ANNA — An old tin can salvaged from the attic of a house in the Anna area sold for $16,800 in an online auction.
Troy Kies, an auctioneer and real estate agent from Anna, found the Wild Duck oyster tin in a house that was slated for demolition. The home owner, whom Kies declined to identify, had asked him to take anything he could sell out of the house before it was destroyed.
Kies knew old cans had value, but he had no idea just how valuable the empty Wild Duck oyster tin was when he discovered it.
“I didn’t realize how rare the one I had was at the time,” he said. “I would have never expected it to be the Holy Grail of oyster cans.”
After removing the oyster can and several other items from the house, Kies started researching it and learned how rare his discovery was. A 2014 article from Garden & Gun Magazine stated only two gallon-sized Wild Duck oyster tins were known to still exist — one owned by a private collector in Maryland and one owned by the Chesapeake Bay Maritime Museum in St. Michaels, Md.
“We’ve seen remarkably few,” Pete Lesher, chief curator for the Chesapeake Bay Maritime Museum, said of the Wild Duck cans, “probably fewer than 10 anyway.”
Several factors have contributed to the value of the Wild Duck cans.
The brand was manufactured by R. E. Roberts Co. out of Baltimore, which was best known for its Maryland Beauty brand. It’s not clear for how long, or when exactly, the company used the Wild Duck brand but it probably was prior to World War II.
“It must not have been for very long,” Lesher said. “Why they launched the separate brand, why they got out of it, we’ll probably never know.”
The brand’s short time in existence combined with the attractiveness of the can contribute to the value of the Wild Duck tins, Lesher said. And the fact that there are so few of them left has significantly added to their value.

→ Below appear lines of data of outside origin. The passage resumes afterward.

/// Device capability flags.
#[derive(Debug, Clone, Default)]
pub struct DeviceCapabilities {
    /// Driver name.
    pub driver: String,
    /// Card/device name.
    pub card: String,
    /// Bus information.
    pub bus_info: String,
    /// Whether the device can capture video.
    pub can_capture: bool,
    /// Whether the device supports streaming.
    pub can_stream: bool,
    /// Whether the device supports read/write I/O.
    pub can_read_write: bool,
}

impl DeviceCapabilities {
    /// Pick the transport for a session, preferring streaming.
    pub fn select_io_mode(&self) -> Result<IoMode> {
        if !self.can_capture {
            return Err(CameraError::Capability(format!(
                "{} ({}) cannot capture video",
                self.card, self.driver
            )));
        }
        if self.can_stream {
            Ok(IoMode::Streaming)
        } else if self.can_read_write {
            Ok(IoMode::ReadWrite)
        } else {
            Err(CameraError::NoSupportedIoMode)
        }
    }
}

/// Time per frame as a rational number of seconds.
#[derive(Debug, Clone, Copy, PartialEq, Eq)]
pub struct Interval {
    /// Numerator.
    pub numerator: u32,
    /// Denominator.
    pub denominator: u32,
}

impl Interval {
    /// Create an interval of `numerator / denominator` seconds.
    #[must_use]
    pub const fn new(numerator: u32, denominator: u32) -> Self {
        Self {
            numerator,
            denominator,
        }
    }

    /// Interval of one frame at `fps` frames per second.
    #[must_use]
    pub const fn from_fps(fps: u32) -> Self {
        Self::new(1, fps)
    }

    /// Integer frames per second, `None` for a zero numerator.
    #[must_use]
    pub const fn fps(self) -> Option<u32> {
        if self.numerator == 0 {
            None
        } else {
            Some(self.denominator / self.numerator)
        }
    }

    /// Interval length in seconds, `None` for a zero denominator.
    #[must_use]
    pub fn seconds(self) -> Option<f64> {
        (self.denominator != 0).then(|| f64::from(self.numerator) / f64::from(self.denominator))
    }
}

/// A pixel format advertised by the device.
#[derive(Debug, Clone, PartialEq, Eq)]
pub struct FormatDescription {
    /// Driver code.
    pub fourcc: FourCC,
    /// Driver supplied description.
    pub description: String,
}

/// Frame sizes supported for one pixel format.
#[derive(Debug, Clone, Copy, PartialEq, Eq)]
pub enum FrameSizeRange {
    /// A single size.
    Discrete {
        /// Width in pixels.
        width: u32,
        /// Height in pixels.
        height: u32,
    },
    /// A range walked in fixed steps.
    Stepwise {
        /// Smallest width.
        min_width: u32,
        /// Largest width.
        max_width: u32,
        /// Width increment.
        step_width: u32,
        /// Smallest height.
        min_height: u32,
        /// Largest height.
        max_height: u32,
        /// Height increment.
        step_height: u32,
    },
    /// Any size within the bounds.
    Continuous {
        /// Smallest width.
        min_width: u32,
        /// Largest width.
        max_width: u32,
        /// Smallest height.
        min_height: u32,
        /// Largest height.
        max_height: u32,
    },
}

/// Frame intervals supported for one format and size.
#[derive(Debug, Clone, Copy, PartialEq, Eq)]
pub enum FrameIntervalRange {
    /// A single interval.
    Discrete(Interval),
    /// A range walked in fixed steps.
    Stepwise {
        /// Shortest interval.
        min: Interval,
        /// Longest interval.
        max: Interval,
        /// Increment.
        step: Interval,
    },
    /// Any interval within the bounds.
    Continuous {
        /// Shortest interval.
        min: Interval,
        /// Longest interval.
        max: Interval,
    },
}

impl From<Interval> for FrameIntervalRange {
    fn from(interval: Interval) -> Self {
        Self::Discrete(interval)
    }
}

/// A filled buffer taken off the driver queue.
#[derive(Debug, Clone, Copy, PartialEq, Eq)]
pub struct DequeuedBuffer {
    /// Pool index of the buffer.
    pub index: u32,
    /// Bytes the driver wrote.
    pub bytes_used: u32,
    /// Driver frame counter.
    pub sequence: u32,
    /// Kernel capture timestamp (monotonic clock).
    pub timestamp: Duration,
}

/// Metadata for a captured frame.
#[derive(Debug, Clone, Default)]
pub struct FrameMetadata {
    /// Frame sequence number.
    pub sequence: u32,
    /// Capture timestamp.
    pub timestamp: Duration,
    /// Bytes delivered for the frame.
    pub bytes_used: u32,
}

/// Destination for captured frames.
///
/// The buffer is sized by [`Frame::resize`]; capture never resizes it.
#[derive(Debug, Clone)]
pub struct Frame {
    data: Vec<u8>,
    width: u32,
    height: u32,
    format: PixelFormat,
    /// Metadata of the most recent capture.
    pub metadata: FrameMetadata,
}

impl Default for Frame {
    fn default() -> Self {
        Self::new()
    }
}

impl Frame {
    /// Create an empty frame.
    #[must_use]
    pub const fn new() -> Self {
        Self {
            data: Vec::new(),
            width: 0,
            height: 0,
            format: PixelFormat::Yuyv,
            metadata: FrameMetadata {
                sequence: 0,
                timestamp: Duration::ZERO,
                bytes_used: 0,
            },
        }
    }

    /// Create a frame sized for `settings`.
    #[must_use]
    pub fn for_settings(settings: &Settings) -> Self {
        let mut frame = Self::new();
        frame.resize(settings.width, settings.height, settings.format);
        frame
    }

    /// Resize the buffer to hold one frame of the given geometry.
    pub fn resize(&mut self, width: u32, height: u32, format: PixelFormat) {
        self.width = width;
        self.height = height;
        self.format = format;
        self.data.resize(format.frame_size(width, height), 0);
    }

    /// Frame width in pixels.
    pub const fn width(&self) -> u32 {
        self.width
    }

    /// Frame height in pixels.
    pub const fn height(&self) -> u32 {
        self.height
    }

    /// Pixel format of the buffer.
    pub const fn format(&self) -> PixelFormat {
        self.format
    }

    /// Raw pixel bytes.
    pub fn data(&self) -> &[u8] {
        &self.data
    }

    /// Mutable raw pixel bytes.
    pub fn data_mut(&mut self) -> &mut [u8] {
        &mut self.data
    }

    /// Buffer size in bytes.
    pub fn len(&self) -> usize {
        self.data.len()
    }

    /// Whether the buffer has not been sized yet.
    pub fn is_empty(&self) -> bool {
        self.data.is_empty()
    }
}

/// A driver buffer mapped into the process. Dropping it unmaps it.
pub trait MappedRegion {
    /// The mapped bytes.
    fn as_bytes(&self) -> &[u8];

    /// Length of the mapping.
    fn len(&self) -> usize {
        self.as_bytes().len()
    }

    /// Whether the mapping is empty.
    fn is_empty(&self) -> bool {
        self.len() == 0
    }
}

“It’s supposed to be the Holy Grail of oyster tin collecting so it’s pretty amazing,” Kies said.
Along with the short life of the brand, the cans’ rarity also is a product of them not being collected or valued when they were produced, Lesher said. They might have been reused temporarily for storage but would have been trashed soon after.
Restaurants, the main purchaser of the gallon-sized cans, in particular were unlikely to save old cans, Lesher said. Not many individuals would have purchased a gallon of oysters, he said.
“You’d have to host a good sized party to go through a gallon of oysters,” he said.
Today, vintage oyster tins are popular items for collectors in Maryland and elsewhere on the East Coast, Lesher said. Their popularity stems from regional identity and a celebration of oysters in the area.
Chesapeake Bay produced more oysters than anywhere else in the world in the 1870s and 1880s, Lesher said, and the tins offer collectors a connection to the region’s past.
The can Kies discovered was purchased on Monday by an individual from Delaware, whom Kies also declined to identify. Every bid for the tin came from the East Coast, near the locations where oyster companies were located.
“All the interest has been from the East Coast — from Virginia up to Maine,” Kies said, adding one person offered him $10,000 in cash for the can if he would have canceled the auction.
Knowing the most interest in oyster tins was along the East Coast, Kies promoted his auction with targeted advertising through Craigslist, Facebook and AuctionZip.
Locally, people were interested in seeing the tin out of curiosity as its price soared online, but no one in Shelby County and the surrounding areas submitted a bid.
“They were just interested in looking at it because the price was going sky high,” Kies said.
Kies has hosted auctions for more than a decade. He’s had real estate and vehicles sell for more money, but the Wild Duck oyster tin is the most valuable collectible he’s ever sold.